14. In the instant case, except stating that the property has fallen to his
share, the appellant did not elaborate the manner in which the partition has
taken place.
The basic aspects that are required to be stated and proved in
relation to partition are, the composition of the joint family or coparcenery
i.e., the members comprising of it, the existence of the properties that are
held by it, the shares that are allotted to various coparceners and in
particular, the person pleading the partition. The plaint is blissfully silent
in all these aspects.
15. Sometimes, the necessity to prove the facts that are pleaded in a suit may
not arise in case the defendants do not dispute it.
If there is not only a
specific denial, but also a fresh case presented by the defendant, the plaintiff
would be under obligation to file a rejoinder apart from proving the facts
pleaded by him in the plaint.
The plea raised by the defendant that the
appellant is a stranger to the Maturi family, his father came to the house of
Subbarangaiah as a farm servant and that no partition has taken place during the
life time of Subbarangaiah,
were not at all contradicted by filing any
rejoinder. Added to that, the appellant did not prove the factum of partition
much less the details thereof. Hence, there was a clear failure on the part of
the appellant to prove the case pleaded by him.

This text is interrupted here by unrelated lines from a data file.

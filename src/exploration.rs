//! Science ships and survey missions (tick step 11)

use thiserror::Error;

use crate::core::config::SimConfig;
use crate::core::types::{ScienceShipId, SystemId};
use crate::military::movement::estimate_travel;
use crate::session::fleet::{ScienceShip, SurveyMission};
use crate::session::galaxy::{Galaxy, Visibility};
use crate::session::history::{NotificationKind, PassLog};
use crate::session::Session;

#[derive(Error, Debug, Clone, PartialEq, Eq)]
pub enum ExplorationError {
    #[error("Unknown science ship {0}")]
    UnknownShip(ScienceShipId),
    #[error("Unknown system {0}")]
    UnknownSystem(SystemId),
    #[error("System {0} is already surveyed")]
    AlreadySurveyed(SystemId),
    #[error("Science ship {0} is already on a mission")]
    Busy(ScienceShipId),
}

impl ExplorationError {
    pub fn code(&self) -> &'static str {
        match self {
            ExplorationError::UnknownShip(_) => "UNKNOWN_SHIP",
            ExplorationError::UnknownSystem(_) => "UNKNOWN_SYSTEM",
            ExplorationError::AlreadySurveyed(_) => "ALREADY_SURVEYED",
            ExplorationError::Busy(_) => "BUSY",
        }
    }
}

/// Send a science ship to survey a system
///
/// The target is revealed at once; the mission lasts the travel estimate
/// plus the configured survey time.
pub fn order_survey(
    session: &Session,
    config: &SimConfig,
    ship_id: ScienceShipId,
    target: SystemId,
) -> Result<Session, ExplorationError> {
    let ship = session
        .science_ship(ship_id)
        .ok_or(ExplorationError::UnknownShip(ship_id))?;
    let system = session
        .galaxy
        .system(target)
        .ok_or(ExplorationError::UnknownSystem(target))?;
    if system.visibility == Visibility::Surveyed {
        return Err(ExplorationError::AlreadySurveyed(target));
    }
    if ship.mission.is_some() {
        return Err(ExplorationError::Busy(ship_id));
    }
    let travel = estimate_travel(&session.galaxy, ship.system_id, target, &config.military)
        .ok_or(ExplorationError::UnknownSystem(target))?;
    let total_ticks = travel + config.exploration.survey_ticks;

    let mut next = session.clone();
    if let Some(system) = next.galaxy.system_mut(target) {
        system.reveal_to(Visibility::Revealed);
    }
    if let Some(ship) = next.science_ship_mut(ship_id) {
        ship.mission = Some(SurveyMission {
            target_system_id: target,
            ticks_remaining: total_ticks,
            total_ticks,
        });
    }
    tracing::debug!(ship = %ship_id, target = %target, total_ticks, "Survey ordered");
    Ok(next)
}

pub fn advance_exploration(ships: &mut [ScienceShip], galaxy: &mut Galaxy, log: &mut PassLog) {
    for ship in ships.iter_mut() {
        let Some(mission) = ship.mission.as_mut() else {
            continue;
        };
        mission.ticks_remaining = mission.ticks_remaining.saturating_sub(1);
        if mission.ticks_remaining > 0 {
            continue;
        }

        let target = mission.target_system_id;
        ship.mission = None;
        let Some(system) = galaxy.system_mut(target) else {
            tracing::warn!(ship = %ship.id, system = %target, "Survey target vanished");
            continue;
        };
        ship.system_id = target;
        system.reveal_to(Visibility::Surveyed);
        log.notify(
            NotificationKind::SurveyCompleted,
            format!("{} completed the survey of {}", ship.name, system.name),
        );
    }
}
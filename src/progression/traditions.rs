//! Traditions - three perk trees fed by influence income

use std::collections::BTreeMap;

use serde::{Deserialize, Serialize};
use thiserror::Error;

use crate::core::config::SimConfig;
use crate::progression::{TrackProgress, PROGRESS_EPSILON};

#[derive(Debug, Clone, Copy, PartialEq, Eq, Hash, PartialOrd, Ord, Serialize, Deserialize)]
#[serde(rename_all = "snake_case")]
pub enum TraditionTree {
    Expansion,
    Prosperity,
    Supremacy,
}

impl TraditionTree {
    pub const ALL: [TraditionTree; 3] = [
        TraditionTree::Expansion,
        TraditionTree::Prosperity,
        TraditionTree::Supremacy,
    ];
}

#[derive(Debug, Clone, PartialEq, Serialize, Deserialize)]
pub struct PerkDefinition {
    pub id: String,
    pub name: String,
    pub tree: TraditionTree,
    pub cost: f64,
    #[serde(default)]
    pub prerequisites: Vec<String>,
    #[serde(default)]
    pub exclusive_group: Option<String>,
    /// Flat influence income added once the perk is adopted
    #[serde(default)]
    pub influence_bonus: f64,
}

#[derive(Error, Debug, Clone, PartialEq, Eq)]
pub enum TraditionError {
    #[error("Unknown perk: {0}")]
    InvalidPerk(String),
    #[error("Perk {0} does not belong to this tree")]
    TreeMismatch(String),
    #[error("Prerequisites for {0} are not met")]
    PrereqNotMet(String),
    #[error("Perk {0} is already adopted")]
    AlreadyCompleted(String),
}

impl TraditionError {
    pub fn code(&self) -> &'static str {
        match self {
            TraditionError::InvalidPerk(_) => "INVALID_PERK",
            TraditionError::TreeMismatch(_) => "TREE_MISMATCH",
            TraditionError::PrereqNotMet(_) => "PREREQ_NOT_MET",
            TraditionError::AlreadyCompleted(_) => "ALREADY_COMPLETED",
        }
    }
}

#[derive(Debug, Clone, Default, PartialEq, Serialize, Deserialize)]
pub struct TraditionState {
    pub expansion: TrackProgress,
    pub prosperity: TrackProgress,
    pub supremacy: TrackProgress,
    pub exclusive_picks: BTreeMap<String, String>,
}

impl TraditionState {
    pub fn new() -> Self {
        Self::default()
    }

    pub fn tree(&self, tree: TraditionTree) -> &TrackProgress {
        match tree {
            TraditionTree::Expansion => &self.expansion,
            TraditionTree::Prosperity => &self.prosperity,
            TraditionTree::Supremacy => &self.supremacy,
        }
    }

    pub fn tree_mut(&mut self, tree: TraditionTree) -> &mut TrackProgress {
        match tree {
            TraditionTree::Expansion => &mut self.expansion,
            TraditionTree::Prosperity => &mut self.prosperity,
            TraditionTree::Supremacy => &mut self.supremacy,
        }
    }

    pub fn is_locked_out(&self, perk: &PerkDefinition) -> bool {
        perk.exclusive_group
            .as_ref()
            .and_then(|group| self.exclusive_picks.get(group))
            .is_some_and(|claimed| claimed != &perk.id)
    }

    /// Sum of influence bonuses over every adopted perk
    pub fn influence_bonus(&self, config: &SimConfig) -> f64 {
        TraditionTree::ALL
            .iter()
            .flat_map(|t| self.tree(*t).completed.iter())
            .filter_map(|id| config.perk(id))
            .map(|p| p.influence_bonus)
            .sum()
    }
}

/// Validate and begin adopting `perk_id` on `tree`
pub fn adopt_tradition(
    state: &TraditionState,
    config: &SimConfig,
    tree: TraditionTree,
    perk_id: &str,
) -> Result<TraditionState, TraditionError> {
    let perk = config
        .perk(perk_id)
        .ok_or_else(|| TraditionError::InvalidPerk(perk_id.to_string()))?;

    if perk.tree != tree {
        return Err(TraditionError::TreeMismatch(perk.id.clone()));
    }
    let track = state.tree(tree);
    if track.has_completed(&perk.id) {
        return Err(TraditionError::AlreadyCompleted(perk.id.clone()));
    }
    if !perk.prerequisites.iter().all(|p| track.has_completed(p)) || state.is_locked_out(perk) {
        return Err(TraditionError::PrereqNotMet(perk.id.clone()));
    }

    let mut next = state.clone();
    next.tree_mut(tree).begin(&perk.id);
    Ok(next)
}

/// Add one tick of influence income to every tree, returns adopted perk ids
pub fn advance_traditions(state: &mut TraditionState, config: &SimConfig, income: f64) -> Vec<String> {
    let share = income.max(0.0) * config.traditions.points_per_income / TraditionTree::ALL.len() as f64;
    let mut adopted = Vec::new();

    for tree in TraditionTree::ALL {
        let Some(current) = state.tree(tree).current_id.clone() else {
            continue;
        };
        let Some(perk) = config.perk(&current) else {
            tracing::warn!(perk = %current, "Dropping unknown perk from tradition tree");
            let track = state.tree_mut(tree);
            track.current_id = None;
            track.progress = 0.0;
            continue;
        };

        let progress = state.tree(tree).progress + share;
        if progress + PROGRESS_EPSILON < perk.cost {
            state.tree_mut(tree).progress = progress;
            continue;
        }

        if !state.is_locked_out(perk) {
            if let Some(group) = &perk.exclusive_group {
                state
                    .exclusive_picks
                    .entry(group.clone())
                    .or_insert_with(|| perk.id.clone());
            }
            state.tree_mut(tree).completed.push(perk.id.clone());
            adopted.push(perk.id.clone());
        }

        let track = state.tree_mut(tree);
        track.current_id = None;
        track.progress = 0.0;
    }

    adopted
}

#[cfg(test)]
mod tests {
    use super::*;

    fn perk(id: &str, tree: TraditionTree, cost: f64) -> PerkDefinition {
        PerkDefinition {
            id: id.into(),
            name: id.into(),
            tree,
            cost,
            prerequisites: vec![],
            exclusive_group: None,
            influence_bonus: 0.0,
        }
    }

    fn config() -> SimConfig {
        let mut config = SimConfig::default();
        let mut envoys = perk("envoys", TraditionTree::Prosperity, 6.0);
        envoys.influence_bonus = 1.5;
        let mut charter = perk("charter", TraditionTree::Prosperity, 6.0);
        charter.prerequisites = vec!["envoys".into()];
        let mut iron = perk("iron_rule", TraditionTree::Supremacy, 3.0);
        iron.exclusive_group = Some("rule".into());
        let mut open = perk("open_rule", TraditionTree::Supremacy, 3.0);
        open.exclusive_group = Some("rule".into());
        config.traditions.points_per_income = 1.0;
        config.traditions.perks = vec![envoys, charter, iron, open];
        config
    }

    #[test]
    fn test_adopt_validation() {
        let config = config();
        let state = TraditionState::new();

        assert_eq!(
            adopt_tradition(&state, &config, TraditionTree::Expansion, "nope").unwrap_err().code(),
            "INVALID_PERK"
        );
        assert_eq!(
            adopt_tradition(&state, &config, TraditionTree::Expansion, "envoys").unwrap_err().code(),
            "TREE_MISMATCH"
        );
        assert_eq!(
            adopt_tradition(&state, &config, TraditionTree::Prosperity, "charter").unwrap_err().code(),
            "PREREQ_NOT_MET"
        );
    }

    #[test]
    fn test_advance_adopts_and_grants_influence() {
        let config = config();
        let state = TraditionState::new();
        let mut state = adopt_tradition(&state, &config, TraditionTree::Prosperity, "envoys").unwrap();

        // 9 influence / 3 trees = 3 per tick, cost 6
        assert!(advance_traditions(&mut state, &config, 9.0).is_empty());
        assert_eq!(advance_traditions(&mut state, &config, 9.0), vec!["envoys".to_string()]);
        assert!((state.influence_bonus(&config) - 1.5).abs() < 1e-9);

        let err = adopt_tradition(&state, &config, TraditionTree::Prosperity, "envoys").unwrap_err();
        assert_eq!(err.code(), "ALREADY_COMPLETED");
    }

    #[test]
    fn test_exclusive_perks_lock_each_other() {
        let config = config();
        let state = TraditionState::new();
        let mut state = adopt_tradition(&state, &config, TraditionTree::Supremacy, "iron_rule").unwrap();
        advance_traditions(&mut state, &config, 9.0);

        let err = adopt_tradition(&state, &config, TraditionTree::Supremacy, "open_rule").unwrap_err();
        assert_eq!(err.code(), "PREREQ_NOT_MET");
        assert_eq!(state.exclusive_picks["rule"], "iron_rule");
    }
}
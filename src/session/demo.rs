//! Fixed demonstration galaxy for headless runs and benchmarks
//!
//! Twelve systems on a loose spiral with two AI neighbours. Real hosts feed
//! the session from their own galaxy generator instead.

use crate::core::config::SimConfig;
use crate::core::types::{SystemId, Vec2};
use crate::session::galaxy::{StarClass, StarSystem};
use crate::session::planet::{PlanetKind, PlanetTemplate};
use crate::session::{AiEmpireSetup, SessionSetup};

const NAMES: [&str; 12] = [
    "Sol", "Vega", "Altair", "Deneb", "Rigel", "Tarsis", "Kepler", "Mira", "Castor", "Lyra", "Orin", "Thule",
];

const CLASSES: [StarClass; 6] = [StarClass::G, StarClass::K, StarClass::M, StarClass::F, StarClass::A, StarClass::M];

pub fn demo_systems(config: &SimConfig) -> Vec<StarSystem> {
    NAMES
        .iter()
        .enumerate()
        .map(|(i, name)| {
            let angle = i as f64 * 0.9;
            let radius = 12.0 + i as f64 * 6.0;
            let mut system = StarSystem::new(
                SystemId(i as u32 + 1),
                *name,
                Vec2::new(radius * angle.cos(), radius * angle.sin()),
                CLASSES[i % CLASSES.len()],
            );
            if i % 3 == 2 {
                system.habitable_world = Some(PlanetTemplate {
                    kind: if i % 2 == 0 { PlanetKind::Ocean } else { PlanetKind::Arid },
                    size: 10 + i as u32,
                    habitability: 0.5 + (i % 4) as f64 * 0.1,
                    ..config.homeworld.template.clone()
                });
            }
            if i % 4 == 3 {
                system.hostile_power = 6.0 + i as f64;
            }
            system
        })
        .collect()
}

pub fn demo_setup(seed: u64) -> SessionSetup {
    SessionSetup {
        seed,
        player_name: "Terran Union".to_string(),
        player_home: SystemId(1),
        ai_empires: vec![
            AiEmpireSetup {
                name: "Vorn Hegemony".to_string(),
                home: Some(SystemId(7)),
            },
            AiEmpireSetup {
                name: "Lyran Compact".to_string(),
                home: Some(SystemId(10)),
            },
        ],
    }
}
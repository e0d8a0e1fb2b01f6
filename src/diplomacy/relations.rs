//! Opinion drift and threshold wars (tick step 7)
//!
//! Every `check_interval` ticks each AI empire re-evaluates the player:
//! - deterrence = min(1, player fleet power / deterrence_power)
//! - at peace: opinion += drift * (2 * deterrence - 1), war at or below war_threshold
//! - at war: opinion += drift, peace at or above peace_threshold

use crate::core::config::DiplomacyConfig;
use crate::core::types::Tick;
use crate::diplomacy::{release_war_zones, DiplomacyState};
use crate::session::empire::{Empire, WarStatus};
use crate::session::history::{PassLog, WarEventKind};

/// How strongly the player's fleets deter AI aggression, 0.0 to 1.0
pub fn deterrence(player_power: f64, config: &DiplomacyConfig) -> f64 {
    if config.deterrence_power <= 0.0 {
        return 1.0;
    }
    (player_power / config.deterrence_power).clamp(0.0, 1.0)
}

pub fn advance_relations(
    empires: &mut [Empire],
    state: &mut DiplomacyState,
    player_power: f64,
    config: &DiplomacyConfig,
    tick: Tick,
    log: &mut PassLog,
) {
    if config.check_interval == 0 || tick % config.check_interval != 0 {
        return;
    }
    let deterrence = deterrence(player_power, config);

    for empire in empires.iter_mut().filter(|e| e.is_ai()) {
        match empire.war_status {
            WarStatus::Peace => {
                empire.opinion += config.opinion_drift * (2.0 * deterrence - 1.0);
                if empire.opinion <= config.war_threshold {
                    empire.war_status = WarStatus::War;
                    state.pending_pressure.push(empire.id);
                    log.war_event(empire.id, WarEventKind::WarStart, format!("{} declares war", empire.name));
                    tracing::info!(empire = %empire.id, opinion = empire.opinion, "AI empire declared war");
                }
            }
            WarStatus::War => {
                empire.opinion += config.opinion_drift;
                if empire.opinion >= config.peace_threshold {
                    empire.war_status = WarStatus::Peace;
                    release_war_zones(state, empire.id);
                    log.war_event(empire.id, WarEventKind::PeaceSigned, format!("{} agrees to peace", empire.name));
                    tracing::info!(empire = %empire.id, opinion = empire.opinion, "AI empire made peace");
                }
            }
        }
    }
}

#[cfg(test)]
mod tests {
    use super::*;
    use crate::core::types::{EmpireId, SystemId};
    use crate::diplomacy::WarZone;

    fn config() -> DiplomacyConfig {
        DiplomacyConfig {
            check_interval: 5,
            opinion_drift: 4.0,
            war_threshold: -10.0,
            peace_threshold: 10.0,
            deterrence_power: 100.0,
            ..DiplomacyConfig::default()
        }
    }

    #[test]
    fn test_deterrence_saturates() {
        let config = config();
        assert_eq!(deterrence(0.0, &config), 0.0);
        assert_eq!(deterrence(50.0, &config), 0.5);
        assert_eq!(deterrence(400.0, &config), 1.0);
    }

    #[test]
    fn test_weak_player_drives_ai_to_war() {
        let config = config();
        let mut empires = vec![Empire::player(EmpireId(1), "Terra", SystemId(1)), Empire::ai(EmpireId(2), "Vorn", None)];
        empires[1].opinion = -8.0;
        let mut state = DiplomacyState::new();
        let mut log = PassLog::new(5);

        advance_relations(&mut empires, &mut state, 0.0, &config, 5, &mut log);

        assert_eq!(empires[1].opinion, -12.0);
        assert!(empires[1].at_war());
        assert_eq!(state.pending_pressure, vec![EmpireId(2)]);
        assert_eq!(log.war_events[0].kind, WarEventKind::WarStart);
        // Player opinion untouched
        assert_eq!(empires[0].opinion, 0.0);
    }

    #[test]
    fn test_off_interval_is_inert() {
        let config = config();
        let mut empires = vec![Empire::ai(EmpireId(2), "Vorn", None)];
        let mut state = DiplomacyState::new();
        let mut log = PassLog::new(6);
        advance_relations(&mut empires, &mut state, 0.0, &config, 6, &mut log);
        assert_eq!(empires[0].opinion, 0.0);
    }

    #[test]
    fn test_war_drifts_to_peace_and_releases_zones() {
        let config = config();
        let mut enemy = Empire::ai(EmpireId(2), "Vorn", None);
        enemy.war_status = WarStatus::War;
        enemy.opinion = 7.0;
        let mut empires = vec![enemy];
        let mut state = DiplomacyState::new();
        state.war_zones.push(WarZone { empire_id: EmpireId(2), system_id: SystemId(4) });
        let mut log = PassLog::new(10);

        advance_relations(&mut empires, &mut state, 0.0, &config, 10, &mut log);

        assert!(!empires[0].at_war());
        assert!(state.war_zones.is_empty());
        assert_eq!(log.war_events[0].kind, WarEventKind::PeaceSigned);
    }
}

16. Much reliance was placed by the appellant upon orders passed by the Land
Reforms Tribunal, filed as Ex.A-1, and deposition of Subbarangaiah in O.S.No.60
of 1971, filed as Ex.A-5. An observation by the Tribunal does not confer title.
So far as Ex.A-5 is concerned, the appellant is not a party to O.S.No.60 of 1971
nor that was a suit for declaration of any rights. It was suit filed by the
wife of Subbarangiah for maintenance and that ended in compromise. No rights
can be said to have accrued to the appellant from the decree passed in that
suit.
17. The appellant has also relied upon the deposition of Subbarangaiah in
O.S.No.60 of 1971 (Ex.A-5). Assuming that there was any admission, it does not
enure to the benefit of the appellant, particularly, when the scope of the suit
itself was very limited.
At any rate, the deposition of a witness in a suit
looses its significance, if the suit was either dismissed for default or was decreed on the basis of compromise.
18. It may be true that the entries in the revenue records for a particular period were in favour of the appellant vis-a-vis the suit schedule properties.
However, at the instance of the respondents, the entries are said to have been
altered in favour of the respondents and Ex.B-8 is filed in that behalf.
Though
Ex.B-1 was not proved, it does not make much difference, as long as the
appellant herein failed to prove facts pleaded by him. This Court does not find
any basis to interfere with the judgments passed by the trial Court and the
lower appellate Court.
19. The second appeal is dismissed. There shall be no order as to costs.
____________________
L. NARASIMHA REDDY, J
January 05, 2012.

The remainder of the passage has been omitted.